[Start of section]

impl SearchEngine {
    pub fn new(
        workspace_id: String,
        revision: String,
        snapshot: SnapshotIndex,
        vectors: Arc<dyn VectorIndex>,
        embedder: Arc<dyn EmbeddingProvider>,
        reranker: Arc<dyn Reranker>,
    ) -> Self {
        Self {
            workspace_id,
            revision,
            snapshot,
            vectors,
            embedder,
            reranker,
        }
    }

    /// BM25 search over the lexical index.
    pub async fn lexical(
        &self,
        query: &str,
        filters: &SearchFilters,
        top_k: usize,
    ) -> Result<Vec<SearchHit>> {
        let filters = self.scoped(filters);
        let hits = self
            .snapshot
            .lexical_search(&self.workspace_id, query, &filters, top_k)
            .await?;
        Ok(hits
            .into_iter()
            .map(|hit| {
                let score = hit.score;
                SearchHit {
                    revision: hit.revision,
                    path: hit.path,
                    start_line: hit.start_line,
                    end_line: hit.end_line,
                    language: hit.language,
                    chunk_kind: hit.chunk_kind,
                    symbol_name: hit.symbol_name,
                    text: hit.text,
                    score,
                    scores: ScoreBreakdown {
                        lexical: score,
                        hybrid: score,
                        ..Default::default()
                    },
                }
            })
            .collect())
    }

    /// Nearest-neighbor search over chunk embeddings.
    pub async fn semantic(
        &self,
        query: &str,
        filters: &SearchFilters,
        top_k: usize,
    ) -> Result<Vec<SearchHit>> {
        let mut hits = self.semantic_candidates(query, filters, top_k).await?;
        hits.truncate(top_k);
        Ok(hits)
    }

    /// Fused lexical + semantic search with optional reranking.
    pub async fn hybrid(
        &self,
        query: &str,
        filters: &SearchFilters,
        top_k: usize,
        alpha: f32,
        rerank: bool,
    ) -> Result<Vec<SearchHit>> {
        let semantic = self.semantic_candidates(query, filters, top_k).await?;
        let lexical = self.lexical(query, filters, overfetch(top_k)).await?;

        let mut fused = fuse_candidates(semantic, lexical, alpha);
        fused.truncate(top_k * RERANK_CANDIDATE_FACTOR);

        if rerank && self.reranker.available() {
            let passages: Vec<String> = fused
                .iter()
                .map(|hit| truncate_chars(&hit.text, RERANK_PASSAGE_CHARS))
                .collect();
            let scores = self.reranker.rerank(query, &passages).await?;
            for (hit, score) in fused.iter_mut().zip(scores) {
                hit.scores.rerank = score;
                hit.score = score;
            }
            fused.sort_by(|a, b| {
                (b.scores.rerank, b.scores.hybrid)
                    .partial_cmp(&(a.scores.rerank, a.scores.hybrid))
                    .unwrap_or(std::cmp::Ordering::Equal)
            });
        }

        fused.truncate(top_k);
        Ok(fused)
    }

    /// Substring symbol lookup, ordered by (path, start line).
    pub async fn find_symbols(
        &self,
        name_fragment: &str,
        path_prefix: Option<&str>,
        limit: usize,
    ) -> Result<Vec<SymbolRecord>> {
        self.snapshot
            .find_symbols(
                &self.workspace_id,
                &self.revision,
                name_fragment,
                path_prefix,
                limit,
            )
            .await
    }

    /// Exact-name reference lookup, ordered by (path, line).
    pub async fn find_references(
        &self,
        name: &str,
        path_prefix: Option<&str>,
        limit: usize,
    ) -> Result<Vec<RefRecord>> {
        self.snapshot
            .find_references(&self.workspace_id, &self.revision, name, path_prefix, limit)
            .await
    }

    /// Breadth-first call-graph neighborhood around a symbol.
    pub async fn call_graph(
        &self,
        start_symbol_id: &str,
        depth: usize,
        direction: GraphDirection,
        fanout: usize,
    ) -> Result<CallGraph> {
        let mut nodes: Vec<GraphNode> = Vec::new();
        let mut edges: Vec<GraphEdge> = Vec::new();
        let mut visited: HashSet<String> = HashSet::new();

        let start = match self.snapshot.get_symbol(start_symbol_id).await? {
            Some(symbol) => GraphNode::from_symbol(&symbol),
            None => GraphNode::placeholder(start_symbol_id),
        };
        visited.insert(start.id.clone());
        let mut frontier: VecDeque<String> = VecDeque::from([start.id.clone()]);
        nodes.push(start);

        for _hop in 0..depth {
            if frontier.is_empty() {
                break;
            }
            let mut next_frontier: VecDeque<String> = VecDeque::new();
            while let Some(node_id) = frontier.pop_front() {
                if matches!(direction, GraphDirection::Out | GraphDirection::Both) {
                    let outgoing = self
                        .snapshot
                        .edges_from(&self.workspace_id, &self.revision, &node_id, fanout)
                        .await?;
                    for edge in outgoing {
                        edges.push(GraphEdge {
                            from: edge.caller_id.clone(),
                            to: edge
                                .callee_id
                                .clone()
                                .unwrap_or_else(|| edge.callee_name.clone()),
                            resolved: edge.callee_id.is_some(),
                            line: edge.line,
                        });
                        if let Some(callee_id) = edge.callee_id {
                            self.admit_node(&callee_id, &mut visited, &mut nodes, &mut next_frontier)
                                .await?;
                        }
                    }
                }
                if matches!(direction, GraphDirection::In | GraphDirection::Both) {
                    let incoming = self
                        .snapshot
                        .edges_to(&self.workspace_id, &self.revision, &node_id, fanout)
                        .await?;
                    for edge in incoming {
                        edges.push(GraphEdge {
                            from: edge.caller_id.clone(),
                            to: node_id.clone(),
                            resolved: true,
                            line: edge.line,
                        });
                        self.admit_node(
                            &edge.caller_id,
                            &mut visited,
                            &mut nodes,
                            &mut next_frontier,
                        )
                        .await?;
                    }
                }
            }
            frontier = next_frontier;
        }

        debug!(
            "Call graph from {}: {} nodes, {} edges",
            start_symbol_id,
            nodes.len(),
            edges.len()
        );
        Ok(CallGraph { nodes, edges })
    }

    async fn admit_node(
        &self,
        symbol_id: &str,
        visited: &mut HashSet<String>,
        nodes: &mut Vec<GraphNode>,
        next_frontier: &mut VecDeque<String>,
    ) -> Result<()> {
        if !visited.insert(symbol_id.to_string()) {
            return Ok(());
        }
        let node = match self.snapshot.get_symbol(symbol_id).await? {
            Some(symbol) => GraphNode::from_symbol(&symbol),
            None => GraphNode::placeholder(symbol_id),
        };
        nodes.push(node);
        next_frontier.push_back(symbol_id.to_string());
        Ok(())
    }

    async fn semantic_candidates(
        &self,
        query: &str,
        filters: &SearchFilters,
        top_k: usize,
    ) -> Result<Vec<SearchHit>> {
        let filters = self.scoped(filters);
        let embedding = self.embedder.embed_text(query).await?;
        let points = self
            .vectors
            .query(&self.workspace_id, &embedding, &filters, overfetch(top_k))
            .await?;
        Ok(points
            .into_iter()
            .filter(|point| match &filters.path_prefix {
                Some(prefix) => point.payload.path.starts_with(prefix.as_str()),
                None => true,
            })
            .map(|point| {
                let score = point.score;
                SearchHit {
                    revision: point.payload.revision,
                    path: point.payload.path,
                    start_line: point.payload.start_line,
                    end_line: point.payload.end_line,
                    language: point.payload.language,
                    chunk_kind: point.payload.chunk_kind,
                    symbol_name: point.payload.symbol_name,
                    text: point.payload.text,
                    score,
                    scores: ScoreBreakdown {
                        semantic: score,
                        hybrid: score,
                        ..Default::default()
                    },
                }
            })
            .collect())
    }

    /// Pin the engine's revision unless the caller scoped one explicitly.
    fn scoped(&self, filters: &SearchFilters) -> SearchFilters {
        let mut filters = filters.clone();
        if filters.revision.is_none() {
            filters.revision = Some(self.revision.clone());
        }
        filters
    }
}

[End of section]

- EXERCISE PROMPT -
The answer must be all of the entries, restated exactly.

- RESPONSE -
impl SearchEngine {
    pub fn new(
        workspace_id: String,
        revision: String,
        snapshot: SnapshotIndex,
        vectors: Arc<dyn VectorIndex>,
        embedder: Arc<dyn EmbeddingProvider>,
        reranker: Arc<dyn Reranker>,
    ) -> Self {
        Self {
            workspace_id,
            revision,
            snapshot,
            vectors,
            embedder,
            reranker,
        }
    }

    /// BM25 search over the lexical index.
    pub async fn lexical(
        &self,
        query: &str,
        filters: &SearchFilters,
        top_k: usize,
    ) -> Result<Vec<SearchHit>> {
        let filters = self.scoped(filters);
        let hits = self
            .snapshot
            .lexical_search(&self.workspace_id, query, &filters, top_k)
            .await?;
        Ok(hits
            .into_iter()
            .map(|hit| {
                let score = hit.score;
                SearchHit {
                    revision: hit.revision,
                    path: hit.path,
                    start_line: hit.start_line,
                    end_line: hit.end_line,
                    language: hit.language,
                    chunk_kind: hit.chunk_kind,
                    symbol_name: hit.symbol_name,
                    text: hit.text,
                    score,
                    scores: ScoreBreakdown {
                        lexical: score,
                        hybrid: score,
                        ..Default::default()
                    },
                }
            })
            .collect())
    }

    /// Nearest-neighbor search over chunk embeddings.
    pub async fn semantic(
        &self,
        query: &str,
        filters: &SearchFilters,
        top_k: usize,
    ) -> Result<Vec<SearchHit>> {
        let mut hits = self.semantic_candidates(query, filters, top_k).await?;
        hits.truncate(top_k);
        Ok(hits)
    }

    /// Fused lexical + semantic search with optional reranking.
    pub async fn hybrid(
        &self,
        query: &str,
        filters: &SearchFilters,
        top_k: usize,
        alpha: f32,
        rerank: bool,
    ) -> Result<Vec<SearchHit>> {
        let semantic = self.semantic_candidates(query, filters, top_k).await?;
        let lexical = self.lexical(query, filters, overfetch(top_k)).await?;

        let mut fused = fuse_candidates(semantic, lexical, alpha);
        fused.truncate(top_k * RERANK_CANDIDATE_FACTOR);

        if rerank && self.reranker.available() {
            let passages: Vec<String> = fused
                .iter()
                .map(|hit| truncate_chars(&hit.text, RERANK_PASSAGE_CHARS))
                .collect();
            let scores = self.reranker.rerank(query, &passages).await?;
            for (hit, score) in fused.iter_mut().zip(scores) {
                hit.scores.rerank = score;
                hit.score = score;
            }
            fused.sort_by(|a, b| {
                (b.scores.rerank, b.scores.hybrid)
                    .partial_cmp(&(a.scores.rerank, a.scores.hybrid))
                    .unwrap_or(std::cmp::Ordering::Equal)
            });
        }

        fused.truncate(top_k);
        Ok(fused)
    }

    /// Substring symbol lookup, ordered by (path, start line).
    pub async fn find_symbols(
        &self,
        name_fragment: &str,
        path_prefix: Option<&str>,
        limit: usize,
    ) -> Result<Vec<SymbolRecord>> {
        self.snapshot
            .find_symbols(
                &self.workspace_id,
                &self.revision,
                name_fragment,
                path_prefix,
                limit,
            )
            .await
    }

    /// Exact-name reference lookup, ordered by (path, line).
    pub async fn find_references(
        &self,
        name: &str,
        path_prefix: Option<&str>,
        limit: usize,
    ) -> Result<Vec<RefRecord>> {
        self.snapshot
            .find_references(&self.workspace_id, &self.revision, name, path_prefix, limit)
            .await
    }

    /// Breadth-first call-graph neighborhood around a symbol.
    pub async fn call_graph(
        &self,
        start_symbol_id: &str,
        depth: usize,
        direction: GraphDirection,
        fanout: usize,
    ) -> Result<CallGraph> {
        let mut nodes: Vec<GraphNode> = Vec::new();
        let mut edges: Vec<GraphEdge> = Vec::new();
        let mut visited: HashSet<String> = HashSet::new();

        let start = match self.snapshot.get_symbol(start_symbol_id).await? {
            Some(symbol) => GraphNode::from_symbol(&symbol),
            None => GraphNode::placeholder(start_symbol_id),
        };
        visited.insert(start.id.clone());
        let mut frontier: VecDeque<String> = VecDeque::from([start.id.clone()]);
        nodes.push(start);

        for _hop in 0..depth {
            if frontier.is_empty() {
                break;
            }
            let mut next_frontier: VecDeque<String> = VecDeque::new();
            while let Some(node_id) = frontier.pop_front() {
                if matches!(direction, GraphDirection::Out | GraphDirection::Both) {
                    let outgoing = self
                        .snapshot
                        .edges_from(&self.workspace_id, &self.revision, &node_id, fanout)
                        .await?;
                    for edge in outgoing {
                        edges.push(GraphEdge {
                            from: edge.caller_id.clone(),
                            to: edge
                                .callee_id
                                .clone()
                                .unwrap_or_else(|| edge.callee_name.clone()),
                            resolved: edge.callee_id.is_some(),
                            line: edge.line,
                        });
                        if let Some(callee_id) = edge.callee_id {
                            self.admit_node(&callee_id, &mut visited, &mut nodes, &mut next_frontier)
                                .await?;
                        }
                    }
                }
                if matches!(direction, GraphDirection::In | GraphDirection::Both) {
                    let incoming = self
                        .snapshot
                        .edges_to(&self.workspace_id, &self.revision, &node_id, fanout)
                        .await?;
                    for edge in incoming {
                        edges.push(GraphEdge {
                            from: edge.caller_id.clone(),
                            to: node_id.clone(),
                            resolved: true,
                            line: edge.line,
                        });
                        self.admit_node(
                            &edge.caller_id,
                            &mut visited,
                            &mut nodes,
                            &mut next_frontier,
                        )
                        .await?;
                    }
                }
            }
            frontier = next_frontier;
        }

        debug!(
            "Call graph from {}: {} nodes, {} edges",
            start_symbol_id,
            nodes.len(),
            edges.len()
        );
        Ok(CallGraph { nodes, edges })
    }

    async fn admit_node(
        &self,
        symbol_id: &str,
        visited: &mut HashSet<String>,
        nodes: &mut Vec<GraphNode>,
        next_frontier: &mut VecDeque<String>,
    ) -> Result<()> {
        if !visited.insert(symbol_id.to_string()) {
            return Ok(());
        }
        let node = match self.snapshot.get_symbol(symbol_id).await? {
            Some(symbol) => GraphNode::from_symbol(&symbol),
            None => GraphNode::placeholder(symbol_id),
        };
        nodes.push(node);
        next_frontier.push_back(symbol_id.to_string());
        Ok(())
    }

    async fn semantic_candidates(
        &self,
        query: &str,
        filters: &SearchFilters,
        top_k: usize,
    ) -> Result<Vec<SearchHit>> {
        let filters = self.scoped(filters);
        let embedding = self.embedder.embed_text(query).await?;
        let points = self
            .vectors
            .query(&self.workspace_id, &embedding, &filters, overfetch(top_k))
            .await?;
        Ok(points
            .into_iter()
            .filter(|point| match &filters.path_prefix {
                Some(prefix) => point.payload.path.starts_with(prefix.as_str()),
                None => true,
            })
            .map(|point| {
                let score = point.score;
                SearchHit {
                    revision: point.payload.revision,
                    path: point.payload.path,
                    start_line: point.payload.start_line,
                    end_line: point.payload.end_line,
                    language: point.payload.language,
                    chunk_kind: point.payload.chunk_kind,
                    symbol_name: point.payload.symbol_name,
                    text: point.payload.text,
                    score,
                    scores: ScoreBreakdown {
                        semantic: score,
                        hybrid: score,
                        ..Default::default()
                    },
                }
            })
            .collect())
    }

    /// Pin the engine's revision unless the caller scoped one explicitly.
    fn scoped(&self, filters: &SearchFilters) -> SearchFilters {
        let mut filters = filters.clone();
        if filters.revision.is_none() {
            filters.revision = Some(self.revision.clone());
        }
        filters
    }
}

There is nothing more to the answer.